Most IRS notices are computer-generated with a “CP” prefix. Notices in the CP series will be automatically mailed to you when changes are made to your IRS account, such as making a payment or having all or part of your tax refund seized to pay down your current balance. These notices are sent with the intent to catch discrepancies and underreporting based on information they already have on file. Examples include if you forgot to report that 1099 you received for additional income, or if there was an error on your W-2.

Requests for more information are often referred to as a “desk audit,” but your contact with the IRS is still largely minimal, particularly if your notice pertains to math or input errors.

Common Audit Red Flags

Despite having a pretty low chance of ever being audited, it’s helpful to know which criteria are the most likely to trigger an audit:

  • Earning $200,000 or more per year. Don’t pass up that promotion or acting on your entrepreneurial instincts, but your chances of being audited increase once you enter the upper middle class. The higher your income, the higher the likelihood of being audited.
  • Home office deduction.  In general, self-employed professionals are far more likely to be audited than employees. But your chances increase when you take the home office deduction, even though it is a perfectly legitimate write-off. It’s not just the amount deducted, but home office deductions are subject to a “regular and exclusive use” rule that many work-at-home types inadvertently violate without realizing it.
  • Suspiciously high charitable contributions. Any larger-than-average deduction is going to arouse suspicion, but charitable contributions are a common red flag. Many people donate to causes they care about, but cash donations are easy to substantiate, as are marketable securities. Did some spring cleaning and gave a lot to Goodwill? People often overvalue non-cash donations and don’t have the time and wherewithal to take pictures and document them unless it’s an extremely valuable item, like donating rare art to a museum that had a professional appraisal.
  • Cash-intensive businesses. Consistent with the high audit rates among the self-employed, any cash-intensive type of work is an audit minefield. While rideshare drivers get a 1099 and can properly track mileage with many apps and tools, discrepancies are still common. Cash-heavy businesses like cafes, laundromats and selling items at craft fairs also provide opportunities to overstate expenses and understate income with little or no substantiation of these numbers.

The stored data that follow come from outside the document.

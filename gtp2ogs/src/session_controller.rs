//! Maintains the server connection, dispatches events, and owns the
//! per-game adapters. Runs as a single actor: all state transitions happen
//! inline in `run`'s event loop or in small tasks that only ever talk back
//! through channels, never by sharing state directly.

use std::collections::HashMap;
use std::sync::Arc;
use std::time::Duration;

use engine_adapter::EngineCapabilityProfile;
use protocol::wire::{AuthenticateMessage, BotStatus, NotificationEnvelope, ServerEvent, Speed};
use serde_json::json;
use tokio::sync::{mpsc, Mutex, RwLock};
use tokio::task::JoinHandle;

use crate::admission_policy::{self, AdmissionDecision, SpeedCounts};
use crate::config::Config;
use crate::engine_pool::{EnginePool, EngineRole, PooledEngine};
use crate::rest_client::RestClient;
use crate::transport::ServerConnection;

const FINISH_GRACE: Duration = Duration::from_secs(1);
const STATUS_INTERVAL: Duration = Duration::from_millis(100);
const DUMP_INTERVAL: Duration = Duration::from_secs(60);

/// Notification types the session controller silently drops without
/// logging anything — routine lifecycle noise the bot doesn't act on.
const IGNORABLE_NOTIFICATIONS: &[&str] = &[
    "delete",
    "gameStarted",
    "gameEnded",
    "gameDeclined",
    "gameResumedFromStoneRemoval",
    "tournamentStarted",
    "tournamentEnded",
    "aiReviewDone",
];

/// The server-assigned identity learned from `authenticate`'s ack. Replaces
/// the two mutated fields a process-wide config struct would otherwise
/// carry: everything else in `Config` is immutable for the process
/// lifetime.
#[derive(Debug, Clone)]
pub struct BotIdentity {
    pub id: u64,
    pub username: String,
}

struct GameDescriptor {
    speed: Speed,
    engine: PooledEngine,
    role: EngineRole,
    disconnect_timer: Option<JoinHandle<()>>,
}

impl GameDescriptor {
    /// The capability profile the Clock Translator needs to pick a command
    /// form for this game's engine.
    #[allow(dead_code)]
    fn capabilities(&self) -> EngineCapabilityProfile {
        self.engine.capabilities
    }
}

pub struct SessionController {
    config: Arc<Config>,
    pools: Arc<EnginePool>,
    rest: RestClient,
    identity: RwLock<Option<BotIdentity>>,
    descriptors: Mutex<HashMap<u64, GameDescriptor>>,
    last_reported_status: Mutex<Option<BotStatus>>,
}

impl SessionController {
    pub fn new(config: Arc<Config>, pools: Arc<EnginePool>, rest: RestClient) -> Arc<Self> {
        Arc::new(Self {
            config,
            pools,
            rest,
            identity: RwLock::new(None),
            descriptors: Mutex::new(HashMap::new()),
            last_reported_status: Mutex::new(None),
        })
    }

    /// Authenticates, then runs the event loop (plus the two periodic
    /// tasks) until the connection's inbound stream ends.
    pub async fn run(self: &Arc<Self>, mut connection: ServerConnection) -> Result<(), crate::error::Error> {
        let ack = connection
            .authenticate(&AuthenticateMessage {
                jwt: String::new(),
                bot_username: self.config.username.clone(),
                bot_apikey: self.config.apikey.clone(),
                bot_config: json!({}),
            })
            .await?;
        *self.identity.write().await = Some(BotIdentity { id: ack.id, username: ack.username });
        tracing::info!(bot_id = ack.id, "authenticated");

        if self.config.hidden {
            let _ = connection.send(json!({"type": "bot/hidden", "hidden": true}));
        }

        let outbound = connection.sender();
        {
            let this = self.clone();
            let outbound = outbound.clone();
            tokio::spawn(async move { this.status_report_loop(outbound).await });
        }
        {
            let this = self.clone();
            tokio::spawn(async move { this.periodic_dump_loop().await });
        }

        while let Some(event) = connection.next_event().await {
            self.handle_event(event, &outbound).await;
        }

        self.handle_disconnect().await;
        Ok(())
    }

    async fn handle_event(self: &Arc<Self>, event: ServerEvent, outbound: &mpsc::UnboundedSender<serde_json::Value>) {
        match event {
            ServerEvent::Connect => {}
            ServerEvent::Disconnect => self.handle_disconnect().await,
            ServerEvent::ActiveGame(active_game) => {
                self.handle_active_game(active_game.id, active_game.speed, &active_game.phase).await;
            }
            ServerEvent::Notification(notification) => {
                self.handle_notification(notification, outbound).await;
            }
        }
    }

    async fn handle_disconnect(self: &Arc<Self>) {
        let mut descriptors = self.descriptors.lock().await;
        for (game_id, descriptor) in descriptors.drain() {
            if let Some(timer) = descriptor.disconnect_timer {
                timer.abort();
            }
            descriptor.engine.adapter.kill();
            tracing::info!(game_id, "tore down descriptor on disconnect");
        }
    }

    async fn handle_active_game(self: &Arc<Self>, game_id: u64, speed: Speed, phase: &str) {
        if phase == "finished" {
            self.ensure_descriptor(game_id, speed).await;
            self.schedule_finish_grace(game_id).await;
        } else {
            self.ensure_descriptor(game_id, speed).await;
            self.cancel_finish_grace(game_id).await;
        }
    }

    /// Idempotent: a second `active_game` for an already-connected game is
    /// a no-op.
    async fn ensure_descriptor(self: &Arc<Self>, game_id: u64, speed: Speed) {
        {
            let descriptors = self.descriptors.lock().await;
            if descriptors.contains_key(&game_id) {
                return;
            }
        }
        let Some(engine) = self.pools.acquire(EngineRole::Main).await else {
            tracing::error!(game_id, "no main engine pool configured");
            return;
        };
        let mut descriptors = self.descriptors.lock().await;
        descriptors.insert(
            game_id,
            GameDescriptor { speed, engine, role: EngineRole::Main, disconnect_timer: None },
        );
    }

    async fn schedule_finish_grace(self: &Arc<Self>, game_id: u64) {
        let this = self.clone();
        let handle = tokio::spawn(async move {
            tokio::time::sleep(FINISH_GRACE).await;
            this.finish_descriptor(game_id).await;
        });
        let mut descriptors = self.descriptors.lock().await;
        if let Some(descriptor) = descriptors.get_mut(&game_id) {
            if let Some(old) = descriptor.disconnect_timer.replace(handle) {
                old.abort();
            }
        }
    }

    async fn cancel_finish_grace(self: &Arc<Self>, game_id: u64) {
        let mut descriptors = self.descriptors.lock().await;
        if let Some(descriptor) = descriptors.get_mut(&game_id) {
            if let Some(timer) = descriptor.disconnect_timer.take() {
                timer.abort();
            }
        }
    }

    async fn finish_descriptor(self: &Arc<Self>, game_id: u64) {
        let removed = { self.descriptors.lock().await.remove(&game_id) };
        if let Some(descriptor) = removed {
            self.pools.release(descriptor.role, descriptor.engine).await;
            tracing::info!(game_id, "descriptor finished after grace period");
        }
    }

    async fn handle_notification(
        self: &Arc<Self>,
        notification: NotificationEnvelope,
        outbound: &mpsc::UnboundedSender<serde_json::Value>,
    ) {
        match notification.kind.as_str() {
            "challenge" => self.handle_challenge(notification).await,
            "friendRequest" => self.handle_friend_request(notification).await,
            kind if IGNORABLE_NOTIFICATIONS.contains(&kind) => {}
            kind => {
                tracing::info!(kind, id = %notification.id, "unrecognized notification; deleting");
                let _ = outbound.send(json!({"type": "notification/delete", "notification_id": notification.id}));
            }
        }
    }

    async fn handle_challenge(self: &Arc<Self>, notification: NotificationEnvelope) {
        let challenge: protocol::wire::ChallengePayload = match serde_json::from_value(notification.body) {
            Ok(c) => c,
            Err(err) => {
                tracing::warn!(?err, "malformed challenge notification");
                return;
            }
        };
        let counts = self.current_counts().await;
        match admission_policy::evaluate(&challenge, counts, &self.config) {
            AdmissionDecision::Accept => {
                if let Err(err) = self.rest.accept_challenge(challenge.challenge_id).await {
                    tracing::error!(?err, challenge_id = challenge.challenge_id, "failed to accept challenge");
                }
            }
            AdmissionDecision::Reject { code, details } => {
                let decline = protocol::wire::ChallengeDeclineRequest {
                    delete: true,
                    message: code.message().to_string(),
                    rejection_details: Some(protocol::wire::RejectionPayload { rejection_code: code, details }),
                };
                if let Err(err) = self.rest.decline_challenge(challenge.challenge_id, &decline).await {
                    tracing::error!(?err, challenge_id = challenge.challenge_id, "failed to decline challenge");
                }
            }
        }
    }

    async fn handle_friend_request(self: &Arc<Self>, notification: NotificationEnvelope) {
        let Some(from_user) = notification.body.get("from_user").and_then(|v| v.as_u64()) else {
            tracing::warn!("malformed friend request notification");
            return;
        };
        if let Err(err) = self.rest.accept_friend_request(from_user).await {
            tracing::error!(?err, from_user, "failed to accept friend request");
        }
    }

    async fn current_counts(&self) -> SpeedCounts {
        let descriptors = self.descriptors.lock().await;
        let mut counts = SpeedCounts::default();
        for descriptor in descriptors.values() {
            match descriptor.speed {
                Speed::Blitz => counts.blitz += 1,
                Speed::Live => counts.live += 1,
                Speed::Correspondence => counts.correspondence += 1,
            }
        }
        counts
    }

    async fn status_report_loop(self: Arc<Self>, outbound: mpsc::UnboundedSender<serde_json::Value>) {
        let mut interval = tokio::time::interval(STATUS_INTERVAL);
        loop {
            interval.tick().await;
            let counts = self.current_counts().await;
            let status = BotStatus {
                ongoing_blitz_count: counts.blitz,
                ongoing_live_count: counts.live,
                ongoing_correspondence_count: counts.correspondence,
            };
            let mut last = self.last_reported_status.lock().await;
            if last.as_ref() != Some(&status) {
                let _ = outbound.send(json!({
                    "type": "bot/status",
                    "ongoing_blitz_count": status.ongoing_blitz_count,
                    "ongoing_live_count": status.ongoing_live_count,
                    "ongoing_correspondence_count": status.ongoing_correspondence_count,
                }));
                *last = Some(status);
            }
        }
    }

    async fn periodic_dump_loop(self: Arc<Self>) {
        let mut interval = tokio::time::interval(DUMP_INTERVAL);
        loop {
            interval.tick().await;
            let counts = self.current_counts().await;
            let main_available = self.pools.count_available(EngineRole::Main).await;
            tracing::info!(
                blitz = counts.blitz,
                live = counts.live,
                correspondence = counts.correspondence,
                main_available,
                "status dump"
            );
        }
    }
}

You should still take advantage of all the tax benefits legally available to you and keep fastidious records you and your tax professional can easily access. This way, you can substantiate any claims if your tax filing status is more complicated than just getting a W-2 from a job. If you are ever facing an audit, either as an individual taxpayer or a small business owner, please contact us.

Why Am I Being Audited by the IRS?

With the 2017 filing season currently behind us, notices have started to appear in mailboxes. While the IRS letterhead strikes fear into the hearts of most Americans, a vast majority of those notices are nothing to fear, since most of them are computer-generated and referring to outstanding tax bills you haven’t paid yet or errors on your tax return that can be easily addressed. Simply getting an IRS notice is not indicative of an audit.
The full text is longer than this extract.